▸ PROBLEM: Beginning with the line that holds "repository e62364d0e93289ac" in the data below, give again every line through the one that holds "(default.toml + environment overlay).", exactly as written.

▸ Collected data:
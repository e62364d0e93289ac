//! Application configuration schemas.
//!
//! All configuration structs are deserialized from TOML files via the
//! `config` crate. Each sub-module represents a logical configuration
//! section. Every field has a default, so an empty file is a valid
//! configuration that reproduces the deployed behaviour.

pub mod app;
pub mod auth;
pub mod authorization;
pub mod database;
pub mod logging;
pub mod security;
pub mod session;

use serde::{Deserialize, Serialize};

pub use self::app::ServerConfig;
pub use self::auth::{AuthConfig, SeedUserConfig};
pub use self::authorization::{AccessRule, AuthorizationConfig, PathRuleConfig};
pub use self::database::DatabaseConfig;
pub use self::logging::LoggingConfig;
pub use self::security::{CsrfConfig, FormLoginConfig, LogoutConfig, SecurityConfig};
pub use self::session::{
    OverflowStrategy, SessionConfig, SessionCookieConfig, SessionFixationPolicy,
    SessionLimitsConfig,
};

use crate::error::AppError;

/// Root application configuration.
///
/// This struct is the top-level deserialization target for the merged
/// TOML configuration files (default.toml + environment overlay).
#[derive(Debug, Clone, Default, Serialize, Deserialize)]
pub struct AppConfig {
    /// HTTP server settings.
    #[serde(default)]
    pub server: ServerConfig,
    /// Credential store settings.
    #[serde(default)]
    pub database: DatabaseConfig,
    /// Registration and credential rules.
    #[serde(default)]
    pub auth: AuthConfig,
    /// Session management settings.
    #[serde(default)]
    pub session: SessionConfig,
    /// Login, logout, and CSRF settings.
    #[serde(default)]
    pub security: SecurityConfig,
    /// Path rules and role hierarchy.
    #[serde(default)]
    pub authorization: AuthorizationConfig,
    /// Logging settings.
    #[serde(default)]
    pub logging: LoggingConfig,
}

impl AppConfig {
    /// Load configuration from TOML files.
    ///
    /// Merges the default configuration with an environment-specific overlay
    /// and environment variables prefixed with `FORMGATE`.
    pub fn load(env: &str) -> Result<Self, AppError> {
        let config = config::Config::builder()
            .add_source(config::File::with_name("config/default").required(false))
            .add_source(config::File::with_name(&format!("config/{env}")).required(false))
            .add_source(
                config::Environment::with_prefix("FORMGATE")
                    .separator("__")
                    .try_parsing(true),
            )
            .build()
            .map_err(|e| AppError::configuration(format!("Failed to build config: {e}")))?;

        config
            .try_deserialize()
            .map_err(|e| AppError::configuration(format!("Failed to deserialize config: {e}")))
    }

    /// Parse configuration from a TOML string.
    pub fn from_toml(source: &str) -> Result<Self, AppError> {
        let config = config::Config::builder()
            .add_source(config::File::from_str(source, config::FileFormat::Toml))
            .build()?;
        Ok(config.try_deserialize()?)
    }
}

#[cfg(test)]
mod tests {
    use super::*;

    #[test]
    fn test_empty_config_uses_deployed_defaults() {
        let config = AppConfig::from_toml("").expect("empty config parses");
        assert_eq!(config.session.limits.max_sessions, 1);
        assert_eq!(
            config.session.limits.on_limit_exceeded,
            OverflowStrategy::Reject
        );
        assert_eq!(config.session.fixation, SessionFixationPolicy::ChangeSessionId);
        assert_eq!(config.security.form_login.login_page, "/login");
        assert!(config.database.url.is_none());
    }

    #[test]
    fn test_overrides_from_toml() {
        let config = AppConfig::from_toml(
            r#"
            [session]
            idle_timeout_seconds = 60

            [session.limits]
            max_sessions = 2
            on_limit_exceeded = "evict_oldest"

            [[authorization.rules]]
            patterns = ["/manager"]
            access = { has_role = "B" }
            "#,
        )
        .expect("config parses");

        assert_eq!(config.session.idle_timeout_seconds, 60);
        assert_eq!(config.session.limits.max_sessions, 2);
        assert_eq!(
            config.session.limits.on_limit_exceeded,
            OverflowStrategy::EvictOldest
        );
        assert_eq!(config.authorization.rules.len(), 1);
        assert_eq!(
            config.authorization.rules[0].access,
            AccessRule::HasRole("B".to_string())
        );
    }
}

* * *

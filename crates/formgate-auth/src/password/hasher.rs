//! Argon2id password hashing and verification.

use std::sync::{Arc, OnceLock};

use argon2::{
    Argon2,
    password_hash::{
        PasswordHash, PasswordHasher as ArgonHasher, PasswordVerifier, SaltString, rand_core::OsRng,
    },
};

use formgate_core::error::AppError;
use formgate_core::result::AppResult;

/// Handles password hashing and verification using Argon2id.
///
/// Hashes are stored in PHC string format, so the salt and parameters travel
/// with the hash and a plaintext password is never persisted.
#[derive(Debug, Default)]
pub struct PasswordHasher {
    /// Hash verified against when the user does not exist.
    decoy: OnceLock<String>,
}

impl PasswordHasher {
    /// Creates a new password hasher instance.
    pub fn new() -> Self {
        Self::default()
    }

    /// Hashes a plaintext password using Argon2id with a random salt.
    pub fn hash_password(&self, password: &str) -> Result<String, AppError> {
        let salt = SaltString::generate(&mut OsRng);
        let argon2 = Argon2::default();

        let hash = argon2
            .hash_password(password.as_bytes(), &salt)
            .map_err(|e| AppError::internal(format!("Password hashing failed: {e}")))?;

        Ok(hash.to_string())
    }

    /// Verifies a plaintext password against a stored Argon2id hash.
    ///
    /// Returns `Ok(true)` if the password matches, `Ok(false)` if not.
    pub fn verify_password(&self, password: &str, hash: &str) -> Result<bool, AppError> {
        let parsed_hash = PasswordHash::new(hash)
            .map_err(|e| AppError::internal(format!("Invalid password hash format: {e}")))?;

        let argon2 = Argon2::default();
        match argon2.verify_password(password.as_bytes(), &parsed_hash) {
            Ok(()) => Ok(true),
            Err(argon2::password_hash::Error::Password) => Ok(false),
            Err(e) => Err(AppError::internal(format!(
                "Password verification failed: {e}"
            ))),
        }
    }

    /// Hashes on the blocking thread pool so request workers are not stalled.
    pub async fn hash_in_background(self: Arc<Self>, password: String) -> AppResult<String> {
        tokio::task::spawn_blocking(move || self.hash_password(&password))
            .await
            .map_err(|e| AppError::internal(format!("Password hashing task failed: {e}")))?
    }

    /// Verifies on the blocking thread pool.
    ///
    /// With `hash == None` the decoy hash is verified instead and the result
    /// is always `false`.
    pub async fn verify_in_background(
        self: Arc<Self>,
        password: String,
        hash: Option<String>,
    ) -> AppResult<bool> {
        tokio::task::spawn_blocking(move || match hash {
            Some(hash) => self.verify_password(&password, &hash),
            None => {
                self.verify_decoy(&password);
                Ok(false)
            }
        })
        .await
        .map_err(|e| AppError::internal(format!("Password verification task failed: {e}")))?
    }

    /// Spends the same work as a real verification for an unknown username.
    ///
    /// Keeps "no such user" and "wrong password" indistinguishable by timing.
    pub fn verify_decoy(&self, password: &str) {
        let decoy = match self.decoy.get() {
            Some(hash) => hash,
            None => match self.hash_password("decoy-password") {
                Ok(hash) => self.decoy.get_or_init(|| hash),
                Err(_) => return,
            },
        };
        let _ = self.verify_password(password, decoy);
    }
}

▸ RESPONSE TO THIS EXERCISE:
repository e62364d0e93289ac
//! Application configuration schemas.
//!
//! All configuration structs are deserialized from TOML files via the
//! `config` crate. Each sub-module represents a logical configuration
//! section. Every field has a default, so an empty file is a valid
//! configuration that reproduces the deployed behaviour.

pub mod app;
pub mod auth;
pub mod authorization;
pub mod database;
pub mod logging;
pub mod security;
pub mod session;

use serde::{Deserialize, Serialize};

pub use self::app::ServerConfig;
pub use self::auth::{AuthConfig, SeedUserConfig};
pub use self::authorization::{AccessRule, AuthorizationConfig, PathRuleConfig};
pub use self::database::DatabaseConfig;
pub use self::logging::LoggingConfig;
pub use self::security::{CsrfConfig, FormLoginConfig, LogoutConfig, SecurityConfig};
pub use self::session::{
    OverflowStrategy, SessionConfig, SessionCookieConfig, SessionFixationPolicy,
    SessionLimitsConfig,
};

use crate::error::AppError;

/// Root application configuration.
///
/// This struct is the top-level deserialization target for the merged
/// TOML configuration files (default.toml + environment overlay).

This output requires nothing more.